Copy out the entries exactly, from the first line to the last.
BEGIN Records for the task
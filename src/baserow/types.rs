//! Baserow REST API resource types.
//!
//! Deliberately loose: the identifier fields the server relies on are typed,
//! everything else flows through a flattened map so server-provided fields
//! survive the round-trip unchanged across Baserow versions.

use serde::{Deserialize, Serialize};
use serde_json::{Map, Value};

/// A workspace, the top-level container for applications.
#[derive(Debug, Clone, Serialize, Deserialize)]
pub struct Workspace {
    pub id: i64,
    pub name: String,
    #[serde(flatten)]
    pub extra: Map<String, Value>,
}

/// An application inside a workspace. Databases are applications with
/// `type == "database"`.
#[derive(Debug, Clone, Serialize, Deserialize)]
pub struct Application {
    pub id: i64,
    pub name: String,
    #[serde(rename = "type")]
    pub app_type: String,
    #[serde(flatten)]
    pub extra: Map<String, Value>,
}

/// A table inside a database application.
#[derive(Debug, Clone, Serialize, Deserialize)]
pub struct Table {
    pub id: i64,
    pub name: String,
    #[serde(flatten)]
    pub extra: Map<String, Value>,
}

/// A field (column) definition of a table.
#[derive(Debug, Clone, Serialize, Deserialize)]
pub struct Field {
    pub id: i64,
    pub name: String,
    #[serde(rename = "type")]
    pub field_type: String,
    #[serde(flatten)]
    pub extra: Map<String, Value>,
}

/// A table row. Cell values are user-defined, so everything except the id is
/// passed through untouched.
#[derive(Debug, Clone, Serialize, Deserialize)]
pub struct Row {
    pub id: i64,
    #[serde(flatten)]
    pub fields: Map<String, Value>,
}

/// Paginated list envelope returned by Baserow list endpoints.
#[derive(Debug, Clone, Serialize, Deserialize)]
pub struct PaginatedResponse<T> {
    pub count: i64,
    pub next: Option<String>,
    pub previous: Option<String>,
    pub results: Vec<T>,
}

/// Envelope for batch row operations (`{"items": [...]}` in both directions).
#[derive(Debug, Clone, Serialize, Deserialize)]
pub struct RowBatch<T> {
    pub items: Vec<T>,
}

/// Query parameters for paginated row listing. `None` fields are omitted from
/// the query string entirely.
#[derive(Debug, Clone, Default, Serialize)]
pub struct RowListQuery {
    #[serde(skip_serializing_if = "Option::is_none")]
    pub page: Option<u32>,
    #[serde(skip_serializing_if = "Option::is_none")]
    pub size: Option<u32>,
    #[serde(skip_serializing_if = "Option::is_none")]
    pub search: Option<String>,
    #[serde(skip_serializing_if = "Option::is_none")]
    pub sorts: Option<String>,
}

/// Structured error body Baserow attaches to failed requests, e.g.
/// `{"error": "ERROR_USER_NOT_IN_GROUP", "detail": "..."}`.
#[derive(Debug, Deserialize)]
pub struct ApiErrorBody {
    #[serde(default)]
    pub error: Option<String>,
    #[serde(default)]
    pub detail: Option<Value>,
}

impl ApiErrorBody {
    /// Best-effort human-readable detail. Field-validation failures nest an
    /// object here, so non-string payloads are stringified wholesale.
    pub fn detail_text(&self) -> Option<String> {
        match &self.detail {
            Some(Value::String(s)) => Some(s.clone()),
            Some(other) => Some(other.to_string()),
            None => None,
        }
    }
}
END Records for the task
# Your response:
filename src/baserow/types.rs
//! Baserow REST API resource types.
//!
//! Deliberately loose: the identifier fields the server relies on are typed,
//! everything else flows through a flattened map so server-provided fields
//! survive the round-trip unchanged across Baserow versions.

use serde::{Deserialize, Serialize};
use serde_json::{Map, Value};

/// A workspace, the top-level container for applications.
#[derive(Debug, Clone, Serialize, Deserialize)]
pub struct Workspace {
    pub id: i64,
    pub name: String,
    #[serde(flatten)]
    pub extra: Map<String, Value>,
}

/// An application inside a workspace. Databases are applications with
/// `type == "database"`.
#[derive(Debug, Clone, Serialize, Deserialize)]
pub struct Application {
    pub id: i64,
    pub name: String,
    #[serde(rename = "type")]
    pub app_type: String,
    #[serde(flatten)]
    pub extra: Map<String, Value>,
}

/// A table inside a database application.
#[derive(Debug, Clone, Serialize, Deserialize)]
pub struct Table {
    pub id: i64,
    pub name: String,
    #[serde(flatten)]
    pub extra: Map<String, Value>,
}

/// A field (column) definition of a table.
#[derive(Debug, Clone, Serialize, Deserialize)]
pub struct Field {
    pub id: i64,
    pub name: String,
    #[serde(rename = "type")]
    pub field_type: String,
    #[serde(flatten)]
    pub extra: Map<String, Value>,
}

/// A table row. Cell values are user-defined, so everything except the id is
/// passed through untouched.
#[derive(Debug, Clone, Serialize, Deserialize)]
pub struct Row {
    pub id: i64,
    #[serde(flatten)]
    pub fields: Map<String, Value>,
}

/// Paginated list envelope returned by Baserow list endpoints.
#[derive(Debug, Clone, Serialize, Deserialize)]
pub struct PaginatedResponse<T> {
    pub count: i64,
    pub next: Option<String>,
    pub previous: Option<String>,
    pub results: Vec<T>,
}

/// Envelope for batch row operations (`{"items": [...]}` in both directions).
#[derive(Debug, Clone, Serialize, Deserialize)]
pub struct RowBatch<T> {
    pub items: Vec<T>,
}

/// Query parameters for paginated row listing. `None` fields are omitted from
/// the query string entirely.
#[derive(Debug, Clone, Default, Serialize)]
pub struct RowListQuery {
    #[serde(skip_serializing_if = "Option::is_none")]
    pub page: Option<u32>,
    #[serde(skip_serializing_if = "Option::is_none")]
    pub size: Option<u32>,
    #[serde(skip_serializing_if = "Option::is_none")]
    pub search: Option<String>,
    #[serde(skip_serializing_if = "Option::is_none")]
    pub sorts: Option<String>,
}

/// Structured error body Baserow attaches to failed requests, e.g.
/// `{"error": "ERROR_USER_NOT_IN_GROUP", "detail": "..."}`.
#[derive(Debug, Deserialize)]
pub struct ApiErrorBody {
    #[serde(default)]
    pub error: Option<String>,
    #[serde(default)]
    pub detail: Option<Value>,
}

impl ApiErrorBody {
    /// Best-effort human-readable detail. Field-validation failures nest an
    /// object here, so non-string payloads are stringified wholesale.
    pub fn detail_text(&self) -> Option<String> {
        match &self.detail {
            Some(Value::String(s)) => Some(s.clone()),
            Some(other) => Some(other.to_string()),
            None => None,
        }
    }
}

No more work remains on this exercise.